[Stored items]
*** Block opens ***
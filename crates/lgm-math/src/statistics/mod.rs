//! Running statistics for Monte Carlo estimates.
//!
//! Aggregation sits outside the simulation core; this accumulator is what
//! the pricing engines use to turn per-path payoffs into a price and its
//! Monte Carlo error.

use lgm_core::Real;

/// Incremental mean / variance accumulator.
///
/// Uses Welford's update so that long runs of nearly equal samples (bond
/// prices on millions of paths) do not lose precision.
#[derive(Debug, Clone)]
pub struct Statistics {
    count: usize,
    mean: Real,
    m2: Real,
    min: Real,
    max: Real,
}

impl Default for Statistics {
    fn default() -> Self {
        Self::new()
    }
}

impl Statistics {
    /// Create a new empty accumulator.
    pub fn new() -> Self {
        Self {
            count: 0,
            mean: 0.0,
            m2: 0.0,
            min: f64::INFINITY,
            max: f64::NEG_INFINITY,
        }
    }

    /// Add a single sample.
    pub fn add(&mut self, x: Real) {
        self.count += 1;
        let delta = x - self.mean;
        self.mean += delta / self.count as Real;
        self.m2 += delta * (x - self.mean);
        self.min = self.min.min(x);
        self.max = self.max.max(x);
    }

    /// Number of samples.
    pub fn samples(&self) -> usize {
        self.count
    }

    /// Sample mean.  `None` if no samples have been added.
    pub fn mean(&self) -> Option<Real> {
        (self.count > 0).then_some(self.mean)
    }

    /// Unbiased sample variance.  `None` for fewer than 2 samples.
    pub fn variance(&self) -> Option<Real> {
        (self.count > 1).then(|| self.m2 / (self.count - 1) as Real)
    }

    /// Sample standard deviation.  `None` for fewer than 2 samples.
    pub fn std_dev(&self) -> Option<Real> {
        self.variance().map(Real::sqrt)
    }

    /// Standard error of the mean, `σ / √n`.
    pub fn error_estimate(&self) -> Option<Real> {
        self.std_dev().map(|s| s / (self.count as Real).sqrt())
    }

    /// Minimum sample value.
    pub fn minimum(&self) -> Option<Real> {
        (self.count > 0).then_some(self.min)
    }

    /// Maximum sample value.
    pub fn maximum(&self) -> Option<Real> {
        (self.count > 0).then_some(self.max)
    }
}

impl Extend<Real> for Statistics {
    fn extend<I: IntoIterator<Item = Real>>(&mut self, iter: I) {
        for x in iter {
            self.add(x);
        }
    }
}

impl FromIterator<Real> for Statistics {
    fn from_iter<I: IntoIterator<Item = Real>>(iter: I) -> Self {
        let mut stats = Statistics::new();
        stats.extend(iter);
        stats
    }
}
*** Block closes ***
From the first line to the last, copy the records without alteration.

- Exercise response
filename crates/lgm-math/src/statistics/mod.rs
//! Running statistics for Monte Carlo estimates.
//!
//! Aggregation sits outside the simulation core; this accumulator is what
//! the pricing engines use to turn per-path payoffs into a price and its
//! Monte Carlo error.

use lgm_core::Real;

/// Incremental mean / variance accumulator.
///
/// Uses Welford's update so that long runs of nearly equal samples (bond
/// prices on millions of paths) do not lose precision.
#[derive(Debug, Clone)]
pub struct Statistics {
    count: usize,
    mean: Real,
    m2: Real,
    min: Real,
    max: Real,
}

impl Default for Statistics {
    fn default() -> Self {
        Self::new()
    }
}

impl Statistics {
    /// Create a new empty accumulator.
    pub fn new() -> Self {
        Self {
            count: 0,
            mean: 0.0,
            m2: 0.0,
            min: f64::INFINITY,
            max: f64::NEG_INFINITY,
        }
    }

    /// Add a single sample.
    pub fn add(&mut self, x: Real) {
        self.count += 1;
        let delta = x - self.mean;
        self.mean += delta / self.count as Real;
        self.m2 += delta * (x - self.mean);
        self.min = self.min.min(x);
        self.max = self.max.max(x);
    }

    /// Number of samples.
    pub fn samples(&self) -> usize {
        self.count
    }

    /// Sample mean.  `None` if no samples have been added.
    pub fn mean(&self) -> Option<Real> {
        (self.count > 0).then_some(self.mean)
    }

    /// Unbiased sample variance.  `None` for fewer than 2 samples.
    pub fn variance(&self) -> Option<Real> {
        (self.count > 1).then(|| self.m2 / (self.count - 1) as Real)
    }

    /// Sample standard deviation.  `None` for fewer than 2 samples.
    pub fn std_dev(&self) -> Option<Real> {
        self.variance().map(Real::sqrt)
    }

    /// Standard error of the mean, `σ / √n`.
    pub fn error_estimate(&self) -> Option<Real> {
        self.std_dev().map(|s| s / (self.count as Real).sqrt())
    }

    /// Minimum sample value.
    pub fn minimum(&self) -> Option<Real> {
        (self.count > 0).then_some(self.min)
    }

    /// Maximum sample value.
    pub fn maximum(&self) -> Option<Real> {
        (self.count > 0).then_some(self.max)
    }
}

impl Extend<Real> for Statistics {
    fn extend<I: IntoIterator<Item = Real>>(&mut self, iter: I) {
        for x in iter {
            self.add(x);
        }
    }
}

impl FromIterator<Real> for Statistics {
    fn from_iter<I: IntoIterator<Item = Real>>(iter: I) -> Self {
        let mut stats = Statistics::new();
        stats.extend(iter);
        stats
    }
}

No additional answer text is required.